Ready ? Bonne lecture !
Rose Madder, de Stephen King : un prologue aux petits oignons
Ce n’est vraiment pas le bon jour pour te proposer ça, car je couve (encore) un bon gros rhume, mais je tiens cette idée depuis hier nuit, 4h du mat’ après un réveil intempestif alors…
Je t’en prie, si tu le veux, écoute ces 6 minutes de lecture. Ce sont les 3 premières pages du prologue de Rose Madder. Ca va te mettre dans l’ambiance et tu comprendras mieux de quoi je te parle juste après.
Merci de ne pas juger le jeu d’actrice…
Rien qu’en relisant ce passage pour toi, qui est tout bonnement l’incipit (et un peu plus), j’en ai eu mal au ventre.
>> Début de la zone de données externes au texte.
// Copyright (c) 2025 Geoffrey Huntley <ghuntley@ghuntley.com>. All rights reserved.
// SPDX-License-Identifier: Proprietary

//! Layered configuration for the CLA server.
//!
//! Sources, lowest to highest precedence:
//! 1. built-in defaults
//! 2. a TOML file (`/etc/cla/server.toml`, or the path given on the command line)
//! 3. environment variables (`CLA_SERVER_*`)
//!
//! ```ignore
//! let config = cla_server_config::load_config()?;
//! println!("tables prefixed with cla-{}-", config.database.stage);
//! ```

pub mod error;
pub mod layer;
pub mod sections;
pub mod sources;

pub use error::ConfigError;
pub use layer::ServerConfigLayer;
pub use sections::*;
pub use sources::{ConfigSource, DefaultsSource, EnvSource, Precedence, TomlSource};

use tracing::{debug, info};

/// Fully resolved server configuration.
#[derive(Debug, Clone, Default)]
pub struct ServerConfig {
	pub database: DatabaseConfig,
	pub github_app: Option<GitHubAppConfig>,
	pub project_service: Option<ProjectServiceConfig>,
	pub repositories: RepositoriesConfig,
	pub logging: LoggingConfig,
}

pub fn load_config() -> Result<ServerConfig, ConfigError> {
	load_from_sources(vec![
		Box::new(DefaultsSource),
		Box::new(TomlSource::system()),
		Box::new(EnvSource),
	])
}

/// Like [`load_config`] with an explicit file that must exist.
pub fn load_config_with_file(
	config_path: impl Into<std::path::PathBuf>,
) -> Result<ServerConfig, ConfigError> {
	load_from_sources(vec![
		Box::new(DefaultsSource),
		Box::new(TomlSource::new(config_path)),
		Box::new(EnvSource),
	])
}

fn load_from_sources(mut sources: Vec<Box<dyn ConfigSource>>) -> Result<ServerConfig, ConfigError> {
	sources.sort_by_key(|s| s.precedence());

	let mut merged = ServerConfigLayer::default();
	for source in sources {
		debug!(source = source.name(), "loading configuration source");
		merged.merge(source.load()?);
	}

	finalize(merged)
}

/// Resolve a merged layer, applying defaults and cross-field validation.
pub fn finalize(layer: ServerConfigLayer) -> Result<ServerConfig, ConfigError> {
	let database = layer.database.unwrap_or_default().finalize();
	let github_app = layer.github_app.unwrap_or_default().build()?;
	let project_service = layer.project_service.unwrap_or_default().build()?;
	let repositories = layer.repositories.unwrap_or_default().finalize();
	let logging = layer.logging.unwrap_or_default().finalize();

	validate_stage(&database.stage)?;

	info!(
		database = %database.url,
		stage = %database.stage,
		github_app_configured = github_app.is_some(),
		project_service_configured = project_service.is_some(),
		strict_disable_sweep = repositories.strict_disable_sweep,
		"Server configuration loaded"
	);

	Ok(ServerConfig {
		database,
		github_app,
		project_service,
		repositories,
		logging,
	})
}

/// The stage is spliced into table names.
fn validate_stage(stage: &str) -> Result<(), ConfigError> {
	let valid = !stage.is_empty()
		&& stage
			.chars()
			.all(|c| c.is_ascii_lowercase() || c.is_ascii_digit() || c == '-');

	if valid {
		Ok(())
	} else {
		Err(ConfigError::Validation(format!(
			"stage must be lowercase letters, digits or '-', got '{stage}'"
		)))
	}
}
Le genre de sensation que j’ai l’habitude de ressentir quand je mate un film bien dégueulasse à me faire grimasser de douleur.
Si Stephen King y parvient avec des mots, c’est parce qu’il est ultra doué. Si tu veux bien, on va discuter un peu de ce qui fonctionne dans ce prologue.
Un début in medias res
« Bienvenue dans l’enfer quotidien d’une femme battue. »
Ca décrirait pas mal notre histoire, hein ?
Dès les premiers mots, tu sais où tu fous les pieds. Si t’avais besoin d’un feel good pour te remonter le moral, tu peux refermer ce bouquin immédiatement. Autrement, tu es dans ton élément.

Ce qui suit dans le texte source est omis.